From the data below, return each line in which the string "Extra" is found.

- **Dataset entries**
════════════════

//! Elementary functions on [`Decimal`], evaluated to a requested scale.
//!
//! Every function works on fixed-point integers (`value * 10^p`) carrying
//! [`GUARD_DIGITS`] more digits than asked for, sums its series until the next
//! term vanishes at that precision, and rounds the sum half-even to the
//! requested scale.
//!
//! Domain errors come back as a human-readable reason, which the expression
//! evaluator turns into an evaluation failure.

use num_bigint::{BigInt, Sign};
use num_traits::{Signed, ToPrimitive, Zero};

use super::decimal::{decimal_digits, pow10};
use super::{Decimal, RoundingMode};

/// Extra digits carried while summing a series.
pub const GUARD_DIGITS: u32 = 10;

/// Largest argument accepted by [`exp`]; `e^23000` has about ten thousand
/// integer digits. Below `-EXP_ARGUMENT_LIMIT` the result is zero at any
/// allowed scale.
pub const EXP_ARGUMENT_LIMIT: i64 = 23_000;

/// Largest mantissa, in digits, an integer power may build.
const MAX_POWER_DIGITS: u64 = 2_000_000;

/// Fixed-point arithmetic with `digits` fractional digits.
struct Fixed {
    digits: u32,
    one: BigInt,
}

impl Fixed {
    fn new(digits: u32) -> Self {
        Self {
            digits,
            one: pow10(digits),
        }
    }

    fn from_decimal(&self, x: &Decimal) -> BigInt {
        x.round(self.digits, RoundingMode::HalfEven).mantissa().clone()
    }

    fn to_decimal(&self, value: BigInt, scale: u32) -> Decimal {
        Decimal::new(value, self.digits).round(scale, RoundingMode::HalfEven)
    }

    fn mul(&self, a: &BigInt, b: &BigInt) -> BigInt {
        a * b / &self.one
    }

    /// `b` must not be zero.
    fn div(&self, a: &BigInt, b: &BigInt) -> BigInt {
        a * &self.one / b
    }

    /// `e^y` for `0 <= y < 1`.
    fn exp_series(&self, y: &BigInt) -> BigInt {
        let mut sum = self.one.clone();
        let mut term = self.one.clone();
        let mut n = 1u64;
        loop {
            term = self.mul(&term, y) / BigInt::from(n);
            if term.is_zero() {
                return sum;
            }
            sum += &term;
            n += 1;
        }
    }

    /// `atanh(z)` for `|z| <= 1/3`.
    fn atanh(&self, z: &BigInt) -> BigInt {
        let z2 = self.mul(z, z);
        let mut sum = z.clone();
        let mut power = z.clone();
        let mut n = 3u64;
        loop {
            power = self.mul(&power, &z2);
            let term = &power / BigInt::from(n);
            if term.is_zero() {
                return sum;
            }
            sum += term;
            n += 2;
        }
    }

    /// `atan(1 / q)` for an integer `q > 1`.
    fn atan_inverse(&self, q: u32) -> BigInt {
        let z = &self.one / BigInt::from(q);
        let z2 = self.mul(&z, &z);
        let mut sum = z.clone();
        let mut power = z;
        let mut n = 3u64;
        let mut subtract = true;
        loop {
            power = self.mul(&power, &z2);
            let term = &power / BigInt::from(n);
            if term.is_zero() {
                return sum;
            }
            if subtract {
                sum -= term;
            } else {
                sum += term;
            }
            subtract = !subtract;
            n += 2;
        }
    }

    /// Machin: `pi = 16 atan(1/5) - 4 atan(1/239)`.
    fn pi(&self) -> BigInt {
        self.atan_inverse(5) * BigInt::from(16) - self.atan_inverse(239) * BigInt::from(4)
    }

    /// `ln 2 = 2 atanh(1/3)`.
    fn ln2(&self) -> BigInt {
        self.atanh(&(&self.one / BigInt::from(3))) * BigInt::from(2)
    }

    /// `ln 10 = 3 ln 2 + ln(5/4)`, with `ln(5/4) = 2 atanh(1/9)`.
    fn ln10(&self) -> BigInt {
        self.ln2() * BigInt::from(3) + self.atanh(&(&self.one / BigInt::from(9))) * BigInt::from(2)
    }

    /// `ln x` for `x > 0`.
    fn ln(&self, x: &Decimal) -> BigInt {
        // x = m * 10^k with 0.1 <= m < 1
        let digits = decimal_digits(x.mantissa());
        let k = i64::from(digits) - i64::from(x.scale());
        let mut m = Decimal::new(x.mantissa().clone(), digits);

        // then 0.5 <= m < 1, so (m - 1) / (m + 1) lies in [-1/3, 0)
        let half = Decimal::new(5, 1);
        let mut doublings = 0u32;
        while m < half {
            m = &m + &m;
            doublings += 1;
        }

        let m = self.from_decimal(&m);
        let z = self.div(&(&m - &self.one), &(&m + &self.one));
        let ln_m = self.atanh(&z) * BigInt::from(2);

        ln_m - self.ln2() * BigInt::from(doublings) + self.ln10() * BigInt::from(k)
    }

    /// Reduce an angle to `[-pi, pi]`.
    fn reduce_angle(&self, x: &BigInt) -> BigInt {
        let pi = self.pi();
        let two_pi = &pi * BigInt::from(2);
        let turns = x / &two_pi;
        let mut r = x - turns * &two_pi;
        if r > pi {
            r -= &two_pi;
        } else if r < -&pi {
            r += &two_pi;
        }
        r
    }

    /// `(sin r, cos r)` for `|r| <= pi`.
    fn sin_cos(&self, r: &BigInt) -> (BigInt, BigInt) {
        let r2 = self.mul(r, r);

        let mut sin = r.clone();
        let mut term = r.clone();
        let mut n = 1u64;
        loop {
            term = -self.mul(&term, &r2) / BigInt::from((2 * n) * (2 * n + 1));
            if term.is_zero() {
                break;
            }
            sin += &term;
            n += 1;
        }

        let mut cos = self.one.clone();
        let mut term = self.one.clone();
        let mut n = 1u64;
        loop {
            term = -self.mul(&term, &r2) / BigInt::from((2 * n - 1) * (2 * n));
            if term.is_zero() {
                break;
            }
            cos += &term;
            n += 1;
        }

        (sin, cos)
    }

    /// `(sin x, cos x)` for any `x` held at this precision.
    fn sin_cos_of(&self, x: &Decimal) -> (BigInt, BigInt) {
        self.sin_cos(&self.reduce_angle(&self.from_decimal(x)))
    }
}

/// Upper bound on the integer digits of `e^x`; zero when `x <= 0`.
fn exp_integer_digits(x: &Decimal) -> u32 {
    if !x.is_positive() {
        return 0;
    }
    let ceiling = x
        .round(0, RoundingMode::Ceiling)
        .to_integer()
        .and_then(|n| n.to_u64())
        .unwrap_or(EXP_ARGUMENT_LIMIT as u64);
    // log10(e) < 0.4343
    u32::try_from(ceiling * 4343 / 10_000 + 1).unwrap_or(u32::MAX)
}

/// Extra digits needed so that `k * ln 10` keeps full precision.
fn exponent_digits(x: &Decimal) -> u32 {
    let k = i64::from(decimal_digits(x.mantissa())) - i64::from(x.scale());
    decimal_digits(&BigInt::from(k)) + 1
}

/// `pi` to `scale` digits.
pub fn pi(scale: u32) -> Decimal {
    let fixed = Fixed::new(scale + GUARD_DIGITS);
    fixed.to_decimal(fixed.pi(), scale)
}

/// `e^x` to `scale` digits.
pub fn exp(x: &Decimal, scale: u32) -> Result<Decimal, String> {
    if x.is_zero() {
        return Ok(Decimal::one().round(scale, RoundingMode::HalfEven));
    }
    if x > &Decimal::from(EXP_ARGUMENT_LIMIT) {
        return Err(format!("exp({x}) is out of range"));
    }
    if x.is_negative() {
        if x < &Decimal::from(-EXP_ARGUMENT_LIMIT) {
            return Ok(Decimal::zero().round(scale, RoundingMode::HalfEven));
        }
        // e^x = 1 / e^|x|; the reciprocal of a value >= 1 loses no absolute precision
        let positive = exp(&x.abs(), scale + GUARD_DIGITS)?;
        return Decimal::one()
            .div_round(&positive, scale, RoundingMode::HalfEven)
            .ok_or_else(|| format!("exp({x}) is out of range"));
    }

    // Halve until below one so the series converges quickly, then square back
    let mut y = x.clone();
    let mut halvings = 0u32;
    while y >= Decimal::one() {
        y = y.half();
        halvings += 1;
    }

    let fixed = Fixed::new(scale + GUARD_DIGITS + exp_integer_digits(x) + halvings);
    let mut value = fixed.exp_series(&fixed.from_decimal(&y));
    for _ in 0..halvings {
        value = fixed.mul(&value, &value);
    }
    Ok(fixed.to_decimal(value, scale))
}

/// Natural logarithm to `scale` digits.
pub fn ln(x: &Decimal, scale: u32) -> Result<Decimal, String> {
    if !x.is_positive() {
        return Err(format!("ln({x}) is undefined"));
    }
    let fixed = Fixed::new(scale + GUARD_DIGITS + exponent_digits(x));
    Ok(fixed.to_decimal(fixed.ln(x), scale))
}

/// Base-10 logarithm to `scale` digits.
pub fn log10(x: &Decimal, scale: u32) -> Result<Decimal, String> {
    if !x.is_positive() {
        return Err(format!("log10({x}) is undefined"));
    }
    let fixed = Fixed::new(scale + GUARD_DIGITS + exponent_digits(x));
    let value = fixed.div(&fixed.ln(x), &fixed.ln10());
    Ok(fixed.to_decimal(value, scale))
}

/// Square root to `scale` digits.
pub fn sqrt(x: &Decimal, scale: u32) -> Result<Decimal, String> {
    if x.is_negative() {
        return Err(format!("sqrt({x}) is undefined"));
    }
    let digits = scale + GUARD_DIGITS;
    // floor(sqrt(x * 10^(2 * digits))) = sqrt(x) * 10^digits
    let radicand = x.round(2 * digits, RoundingMode::Down);
    let root = radicand.mantissa().sqrt();
    Ok(Decimal::new(root, digits).round(scale, RoundingMode::HalfEven))
}

/// Sine to `scale` digits.
pub fn sin(x: &Decimal, scale: u32) -> Decimal {
    let fixed = Fixed::new(scale + GUARD_DIGITS + x.integer_digits());
    let (sin, _) = fixed.sin_cos_of(x);
    fixed.to_decimal(sin, scale)
}

/// Cosine to `scale` digits.
pub fn cos(x: &Decimal, scale: u32) -> Decimal {
    let fixed = Fixed::new(scale + GUARD_DIGITS + x.integer_digits());
    let (_, cos) = fixed.sin_cos_of(x);
    fixed.to_decimal(cos, scale)
}

/// Tangent to `scale` digits; undefined where the cosine vanishes at the
/// working precision.
pub fn tan(x: &Decimal, scale: u32) -> Result<Decimal, String> {
    let fixed = Fixed::new(scale + GUARD_DIGITS + x.integer_digits());
    let (sin, cos) = fixed.sin_cos_of(x);
    if cos.is_zero() {
        return Err(format!("tan({x}) is undefined"));
    }
    Ok(fixed.to_decimal(fixed.div(&sin, &cos), scale))
}

/// `base ^ exponent` to `scale` digits.
///
/// Integer exponents are exact for any base (a negative exponent takes the
/// reciprocal); other exponents need a positive base and go through
/// `exp(exponent * ln(base))`.
pub fn pow(base: &Decimal, exponent: &Decimal, scale: u32) -> Result<Decimal, String> {
    let undefined = || format!("{base} ^ {exponent} is undefined");
    let out_of_range = || format!("{base} ^ {exponent} is out of range");

    if let Some(n) = exponent.to_integer() {
        if base.is_zero() {
            return match n.sign() {
                Sign::Minus => Err(undefined()),
                Sign::NoSign => Ok(Decimal::one().round(scale, RoundingMode::HalfEven)),
                Sign::Plus => Ok(Decimal::zero().round(scale, RoundingMode::HalfEven)),
            };
        }

        let n_abs = n.abs().to_u32().ok_or_else(out_of_range)?;
        let digits = u64::from(decimal_digits(base.mantissa())) * u64::from(n_abs);
        if digits > MAX_POWER_DIGITS {
            return Err(out_of_range());
        }
        let power_scale = base.scale().checked_mul(n_abs).ok_or_else(out_of_range)?;
        let power = Decimal::new(base.mantissa().pow(n_abs), power_scale);

        return if n.is_negative() {
            Decimal::one()
                .div_round(&power, scale, RoundingMode::HalfEven)
                .ok_or_else(undefined)
        } else {
            Ok(power.round(scale, RoundingMode::HalfEven))
        };
    }

    if base.is_negative() {
        return Err(undefined());
    }
    if base.is_zero() {
        return if exponent.is_positive() {
            Ok(Decimal::zero().round(scale, RoundingMode::HalfEven))
        } else {
            Err(undefined())
        };
    }

    // A rough pass sizes the precision the exact one needs
    let rough = exponent * ln(base, GUARD_DIGITS)?;
    if rough > Decimal::from(EXP_ARGUMENT_LIMIT) {
        return Err(out_of_range());
    }
    let ln_scale =
        scale + GUARD_DIGITS + exp_integer_digits(&rough) + exponent.integer_digits();
    let power = exponent * ln(base, ln_scale)?;
    exp(&power, scale)
}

════════════════

- **Task output**
/// Extra digits carried while summing a series.
/// Extra digits needed so that `k * ln 10` keeps full precision.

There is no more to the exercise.